L’octroi déjà tardif de la liberté conditionnelle pour Alain Ferrandi par le Tribunal d’application des peines, le 24 février dernier, a été contesté par le Parquet anti-terroriste et vient d’être rejeté par la Cour d’Appel. Cet acharnement à bafouer le droit concernant les membres du commando dit « Erignac » est insupportable et bloque inexorablement les relations avec Paris. Le gouvernement applique un traitement inique, indigne du pays dit « des droits de l’homme », parfaitement en infraction avec sa propre règle et toutes les législations internationales.

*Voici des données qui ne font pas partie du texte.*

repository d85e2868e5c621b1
pub mod book;
pub mod config;
pub mod conversation;
use serde::{Deserialize, Serialize};

#[derive(Debug, Serialize, Deserialize, Clone, Copy, PartialEq, Eq)]
#[serde(rename_all = "lowercase")]
pub enum Role {
    System,
    User,
    Assistant,
}

#[derive(Debug, Serialize, Deserialize, Clone, PartialEq)]
pub struct ChatMessage {
    pub role: Role,
    pub content: String,
}

impl ChatMessage {
    pub fn system(content: impl Into<String>) -> Self {
        Self { role: Role::System, content: content.into() }
    }

    pub fn user(content: impl Into<String>) -> Self {
        Self { role: Role::User, content: content.into() }
    }

    pub fn assistant(content: impl Into<String>) -> Self {
        Self { role: Role::Assistant, content: content.into() }
    }
}

/// Append-only message history for one session.
///
/// The persona system prompt is always the first and only system message.
#[derive(Debug, Clone)]
pub struct Conversation {
    messages: Vec<ChatMessage>,
}

impl Conversation {
    pub fn new(persona: impl Into<String>) -> Self {
        Self { messages: vec![ChatMessage::system(persona)] }
    }

    pub fn push_user(&mut self, content: impl Into<String>) {
        self.messages.push(ChatMessage::user(content));
    }

    pub fn push_assistant(&mut self, content: impl Into<String>) {
        self.messages.push(ChatMessage::assistant(content));
    }

    pub fn persona(&self) -> &str {
        &self.messages[0].content
    }

    pub fn messages(&self) -> &[ChatMessage] {
        &self.messages
    }
}
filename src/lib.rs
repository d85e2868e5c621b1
pub mod core;
pub mod services;
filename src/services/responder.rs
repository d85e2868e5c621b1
use crate::core::book::Character;
use crate::core::conversation::Conversation;
use crate::services::model::ModelClient;
use crate::services::prompts::PromptSet;

pub struct CharacterResponder<'a> {
    model: &'a ModelClient,
    prompts: &'a PromptSet,
    temperature: f32,
    max_tokens: u32,
}

impl<'a> CharacterResponder<'a> {
    pub fn new(model: &'a ModelClient, prompts: &'a PromptSet, temperature: f32, max_tokens: u32) -> Self {
        Self { model, prompts, temperature, max_tokens }
    }

    /// Appends the grounded prompt to `conversation` and returns the model's
    /// reply as-is. The reply itself is not recorded here.
    pub async fn respond(
        &self,
        conversation: &mut Conversation,
        character: &Character,
        query: &str,
        context: &str,
    ) -> Option<String> {
        conversation.push_user(self.prompts.character_prompt(character, query, context));
        self.model
            .complete(conversation.messages(), self.temperature, self.max_tokens)
            .await
    }
}
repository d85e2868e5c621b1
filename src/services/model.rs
use log::{debug, error};
use std::time::Duration;

use crate::core::conversation::ChatMessage;
use crate::services::llm::{ChatParams, LlmClient};

/// One chat-completion call per `complete`, with a fixed pre-call delay.
///
/// Backend failures are logged and surface as `None`; retrying is up to the
/// caller.
#[derive(Debug)]
pub struct ModelClient {
    llm: Box<dyn LlmClient>,
    delay: Duration,
}

impl ModelClient {
    pub fn new(llm: Box<dyn LlmClient>, delay: Duration) -> Self {
        Self { llm, delay }
    }

    pub async fn complete(&self, messages: &[ChatMessage], temperature: f32, max_tokens: u32) -> Option<String> {
        if !self.delay.is_zero() {
            tokio::time::sleep(self.delay).await;
        }

        let params = ChatParams { temperature, max_tokens };
        debug!("Sending {} messages (temperature {}, max_tokens {})", messages.len(), temperature, max_tokens);

        match self.llm.chat(messages, &params).await {
            Ok(text) => Some(text),
            Err(e) => {
                error!("Error calling LLM API: {:#}", e);
                None
            }
        }
    }
}
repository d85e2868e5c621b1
use anyhow::{bail, Context, Result};
use clap::Parser;
use inquire::{CustomType, Select};
use std::path::{Path, PathBuf};
use std::process;

use talk2character::core::book::{list_book_files, Book};
use talk2character::core::config::Config;
use talk2character::services::llm::create_llm;
use talk2character::services::prompts::PromptSet;
use talk2character::services::workflow::{character_menu, select_character, WorkflowManager};

/// Run in-character Q&A based on a structured book JSON file.
#[derive(Parser, Debug)]
#[command(version, about)]
struct Args {
    /// Path to the book data JSON file, or a directory of them.
    path: PathBuf,

    /// Configuration file.
    #[arg(long, env = "TALK2CHARACTER_CONFIG", default_value = "config.yml")]
    config: PathBuf,

    /// Character index; asked interactively when omitted.
    #[arg(long, allow_negative_numbers = true)]
    character: Option<i64>,

    /// Write the effective configuration to the config path if it does not exist yet.
    #[arg(long)]
    write_config: bool,
}

#[tokio::main]
async fn main() -> Result<()> {
    env_logger::init();
    let args = Args::parse();

    let config = match Config::load(&args.config) {
        Ok(cfg) => cfg,
        Err(e) => {
            eprintln!("Error loading config: {:#}", e);
            return Err(e);
        }
    };

    if args.write_config && !args.config.exists() {
        config.save(&args.config)?;
        println!("Configuration saved to {}.", args.config.display());
    }

    let book_path = choose_book(&args.path)?;
    let book = Book::load(&book_path)?;
    if book.characters.is_empty() {
        bail!("{} has no characters", book_path.display());
    }

    println!("Available characters:");
    for line in character_menu(&book) {
        println!("{}", line);
    }
    println!();

    let choice = match args.character {
        Some(choice) => choice,
        None => CustomType::<i64>::new(&format!("Choose a character (0 - {}):", book.characters.len() - 1))
            .with_error_message("Please type a character number")
            .prompt()?,
    };

    let Some(character_index) = select_character(&book, choice) else {
        eprintln!("Character {} not valid", choice);
        process::exit(1);
    };

    let prompts = PromptSet::load(config.prompts_dir.as_deref().map(Path::new))?;
    let llm = create_llm(&config.llm)?;
    let mut manager = WorkflowManager::new(&config, book, character_index, llm, prompts)?;

    println!("---------");
    println!("Playing {}", manager.character().name);
    println!("---------");
    println!();

    manager.run().await
}

fn choose_book(path: &Path) -> Result<PathBuf> {
    if !path.is_dir() {
        return Ok(path.to_path_buf());
    }

    let files = list_book_files(path)?;
    if files.is_empty() {
        bail!("No book JSON files found in {}", path.display());
    }
    if files.len() == 1 {
        return Ok(files[0].clone());
    }

    let options: Vec<String> = files
        .iter()
        .map(|file| {
            let name = file.file_name().map(|n| n.to_string_lossy().to_string()).unwrap_or_default();
            match Book::load(file) {
                Ok(book) => format!("{} ({})", book.title(), name),
                Err(_) => format!("{} (unreadable)", name),
            }
        })
        .collect();

    let choice = Select::new("Select a book:", options)
        .raw_prompt()
        .context("No book selected")?;
    Ok(files[choice.index].clone())
}
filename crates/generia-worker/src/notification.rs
// Copyright (C) 2025 The Generia Authors
// SPDX-License-Identifier: AGPL-3.0-or-later
//! Notification bus producer.
//!
//! Task notifications are advisory. The task table is the source of truth
//! and the worker never depends on an event arriving, so every publish goes
//! through [`publish_best_effort`], which bounds it in time and swallows
//! failures.

use std::sync::Arc;
use std::time::Duration;

use async_trait::async_trait;
use serde::{Deserialize, Serialize};
use thiserror::Error;
use tokio::sync::broadcast;
use tracing::{debug, warn};

/// Default topic for task notifications.
pub const DEFAULT_TASKS_TOPIC: &str = "generia-tasks";

/// Event type carried by [`TaskCreatedEvent`].
pub const TASK_CREATED: &str = "task_created";

/// Notification errors.
#[derive(Debug, Error)]
pub enum NotificationError {
    /// The event could not be encoded.
    #[error("Failed to encode event: {0}")]
    Encode(#[from] serde_json::Error),

    /// The bus rejected the message.
    #[error("Publish to '{topic}' failed: {message}")]
    Publish {
        /// Destination topic.
        topic: String,
        /// Backend error message.
        message: String,
    },

    /// The bus did not acknowledge within the bound.
    #[error("Publish to '{topic}' timed out after {timeout_ms}ms")]
    Timeout {
        /// Destination topic.
        topic: String,
        /// The bound that elapsed.
        timeout_ms: u64,
    },

    /// The publisher could not be created.
    #[error("Invalid publisher configuration: {0}")]
    Config(String),
}

/// Announces that a task row was written.
#[derive(Debug, Clone, PartialEq, Eq, Serialize, Deserialize)]
pub struct TaskCreatedEvent {
    pub event_type: String,
    pub task_id: String,
    pub task_type: String,
    pub world_id: String,
}

impl TaskCreatedEvent {
    pub fn new(
        task_id: impl Into<String>,
        task_type: impl Into<String>,
        world_id: impl Into<String>,
    ) -> Self {
        Self {
            event_type: TASK_CREATED.to_string(),
            task_id: task_id.into(),
            task_type: task_type.into(),
            world_id: world_id.into(),
        }
    }
}

/// A message bus the producer can write to.
#[async_trait]
pub trait NotificationPublisher: Send + Sync {
    /// Publish `payload` to `topic`, keyed by `key`.
    async fn publish(&self, topic: &str, key: &str, payload: &[u8])
    -> Result<(), NotificationError>;

    /// Backend name for logs.
    fn name(&self) -> &'static str;
}

/// Publish an event, bounded by `timeout`. Failures are logged and dropped.
///
/// Returns whether the event was accepted.
pub async fn publish_best_effort(
    publisher: &dyn NotificationPublisher,
    topic: &str,
    event: &TaskCreatedEvent,
    timeout: Duration,
) -> bool {
    let result = match serde_json::to_vec(event) {
        Ok(payload) => {
            match tokio::time::timeout(timeout, publisher.publish(topic, &event.task_id, &payload))
                .await
            {
                Ok(result) => result,
                Err(_) => Err(NotificationError::Timeout {
                    topic: topic.to_string(),
                    timeout_ms: timeout.as_millis() as u64,
                }),
            }
        }
        Err(e) => Err(e.into()),
    };

    match result {
        Ok(()) => {
            debug!(
                topic = %topic,
                task_id = %event.task_id,
                publisher = publisher.name(),
                "Task notification published"
            );
            true
        }
        Err(e) => {
            warn!(
                topic = %topic,
                task_id = %event.task_id,
                world_id = %event.world_id,
                publisher = publisher.name(),
                error = %e,
                "Failed to publish task notification"
            );
            false
        }
    }
}

// ============================================================================
// In-process bus
// ============================================================================

/// A message on the in-process bus.
#[derive(Debug, Clone)]
pub struct BusMessage {
    pub topic: String,
    pub key: String,
    pub payload: Vec<u8>,
}

impl BusMessage {
    /// Decode the payload as a task notification.
    pub fn task_created(&self) -> Option<TaskCreatedEvent> {
        serde_json::from_slice::<TaskCreatedEvent>(&self.payload)
            .ok()
            .filter(|e| e.event_type == TASK_CREATED)
    }
}

/// In-process bus backed by `tokio::sync::broadcast`.
///
/// Used when the producer and the worker share a process; the notifying
/// scheduler subscribes to it to wake early.
#[derive(Debug, Clone)]
pub struct BroadcastPublisher {
    sender: broadcast::Sender<BusMessage>,
}

impl BroadcastPublisher {
    pub fn new(capacity: usize) -> Self {
        let (sender, _) = broadcast::channel(capacity.max(1));
        Self { sender }
    }

    pub fn subscribe(&self) -> broadcast::Receiver<BusMessage> {
        self.sender.subscribe()
    }
}

impl Default for BroadcastPublisher {
    fn default() -> Self {
        Self::new(256)
    }
}

#[async_trait]
impl NotificationPublisher for BroadcastPublisher {
    async fn publish(
        &self,
        topic: &str,
        key: &str,
        payload: &[u8],
    ) -> Result<(), NotificationError> {
        let message = BusMessage {
            topic: topic.to_string(),
            key: key.to_string(),
            payload: payload.to_vec(),
        };
        // No subscribers is not an error for an advisory bus.
        if self.sender.send(message).is_err() {
            debug!(topic = %topic, "No subscribers on in-process bus");
        }
        Ok(())
    }

    fn name(&self) -> &'static str {
        "broadcast"
    }
}

/// Logs and drops every message.
#[derive(Debug, Clone, Copy, Default)]
pub struct NoopPublisher;

#[async_trait]
impl NotificationPublisher for NoopPublisher {
    async fn publish(
        &self,
        topic: &str,
        key: &str,
        _payload: &[u8],
    ) -> Result<(), NotificationError> {
        debug!(topic = %topic, key = %key, "Notification bus disabled, dropping message");
        Ok(())
    }

    fn name(&self) -> &'static str {
        "noop"
    }
}

/// Publishes to several buses. Fails if any of them fails, after trying all.
pub struct FanoutPublisher {
    publishers: Vec<Arc<dyn NotificationPublisher>>,
}

impl FanoutPublisher {
    pub fn new(publishers: Vec<Arc<dyn NotificationPublisher>>) -> Self {
        Self { publishers }
    }
}

#[async_trait]
impl NotificationPublisher for FanoutPublisher {
    async fn publish(
        &self,
        topic: &str,
        key: &str,
        payload: &[u8],
    ) -> Result<(), NotificationError> {
        let mut first_error = None;
        for publisher in &self.publishers {
            if let Err(e) = publisher.publish(topic, key, payload).await {
                first_error.get_or_insert(e);
            }
        }
        match first_error {
            Some(e) => Err(e),
            None => Ok(()),
        }
    }

    fn name(&self) -> &'static str {
        "fanout"
    }
}

// ============================================================================
// Kafka
// ============================================================================

#[cfg(feature = "kafka")]
pub use self::kafka::KafkaPublisher;

#[cfg(feature = "kafka")]
mod kafka {
    use std::time::Duration;

    use async_trait::async_trait;
    use rdkafka::config::ClientConfig;
    use rdkafka::producer::{FutureProducer, FutureRecord};
    use rdkafka::util::Timeout;
    use tracing::info;

    use super::{NotificationError, NotificationPublisher};

    /// Kafka producer with leader-only acknowledgement.
    pub struct KafkaPublisher {
        producer: FutureProducer,
        timeout: Duration,
    }

    impl KafkaPublisher {
        /// Connect to a comma-separated broker list.
        pub fn new(brokers: &str, timeout: Duration) -> Result<Self, NotificationError> {
            let producer: FutureProducer = ClientConfig::new()
                .set("bootstrap.servers", brokers)
                .set("acks", "1")
                .set("message.timeout.ms", timeout.as_millis().to_string())
                .create()
                .map_err(|e| NotificationError::Config(e.to_string()))?;

            info!(brokers = %brokers, "Kafka publisher created");
            Ok(Self { producer, timeout })
        }
    }

    #[async_trait]
    impl NotificationPublisher for KafkaPublisher {
        async fn publish(
            &self,
            topic: &str,
            key: &str,
            payload: &[u8],
        ) -> Result<(), NotificationError> {
            let record = FutureRecord::to(topic).key(key).payload(payload);
            self.producer
                .send(record, Timeout::After(self.timeout))
                .await
                .map(|_| ())
                .map_err(|(e, _)| NotificationError::Publish {
                    topic: topic.to_string(),
                    message: e.to_string(),
                })
        }

        fn name(&self) -> &'static str {
            "kafka"
        }
    }
}
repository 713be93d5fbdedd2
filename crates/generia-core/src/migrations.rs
// Copyright (C) 2025 The Generia Authors
// SPDX-License-Identifier: AGPL-3.0-or-later
//! Database migrations for generia-core.
//!
//! Embedded migrations for both backends. Processes that share the database
//! with the pipeline (the world service, the worker) call these on startup.
//!
//! # Example
//!
//! ```ignore
//! use sqlx::PgPool;
//! use generia_core::migrations;
//!
//! let pool = PgPool::connect(&database_url).await?;
//! migrations::run_postgres(&pool).await?;
//! ```

use sqlx::migrate::MigrateError;

/// PostgreSQL migrator with the task store schema embedded.
pub static POSTGRES: sqlx::migrate::Migrator = sqlx::migrate!("./migrations/postgresql");

/// SQLite migrator with the task store schema embedded.
pub static SQLITE: sqlx::migrate::Migrator = sqlx::migrate!("./migrations/sqlite");

/// Run PostgreSQL migrations. Already-applied migrations are skipped.
pub async fn run_postgres(pool: &sqlx::PgPool) -> Result<(), MigrateError> {
    POSTGRES.run(pool).await
}

/// Run SQLite migrations. Already-applied migrations are skipped.
pub async fn run_sqlite(pool: &sqlx::SqlitePool) -> Result<(), MigrateError> {
    SQLITE.run(pool).await
}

Après l’assassinat d’Yvan Colonna en prison, dans des circonstances atroces et troublantes, mettant en cause le système judiciaire et surtout le gouvernement par son obstination à ne pas vouloir lui accorder le droit au rapprochement qui l’aurait sans doute mis à l’abri de ce type de menace ; après l’appel du Parquet encore à l’encontre de la demande de mise en liberté de Pierre Alessandri ; cette décision de rejeter la demande d’Alain Ferrandi résonne comme une nouvelle agression. Yvan est mort, il n’a eu droit à aucune justice. Ni pendant son procès, ni pendant sa détention, ni après sa mort. Et l’État continue à bafouer le droit avec la situation judiciaire de Alain Ferrandi et Pierre Alessandri. Jusqu’à quand devrons nous supporter un tel traitement ?

 

24 ans d’emprisonnement, Alain Ferrandi, comme Pierre Alessandri, ont droit à la mise en liberté conditionnelle depuis quatre ans. Ils ont attendu avec leur famille la levée du statut de Détenu particulièrement signalé, et donc leur rapprochement, durant 20 années, alors qu’ils avaient droit à cette mesure depuis leur condamnation définitive en 2003. Cette levée du statut de DPS ne leur a été octroyée qu’après l’agression sauvage contre Yvan Colonna, les manifestations massives qui ont suivi, et la poussée de colère de toute une jeunesse. Le prétexte invoqué pour « trouble grave à l’ordre public » est tout aussi provocateur. « Nous parlons d’une décision à caractère politique prononcée par des institutions judiciaires, confie Maître Davideau à Corse-Matin dans son édition du 29 mai,  Alain Ferrandi, via ce rejet d’ordre strictement politique, se retrouve otage de discussions devant se dérouler avec le pouvoir central et de mouvements qui pourraient surgir en Corse du fait d’une impossible réconciliation entre l’État et les élus de l’île. Cela signifie que ces derniers et le peuple de Corse sont quasiment désignés comme responsables, pour cause d’émeutes, de la détention d’Alain Ferrandi. Et, donc, sont encouragés à se taire. Autant dire que c’est assez extravagant ».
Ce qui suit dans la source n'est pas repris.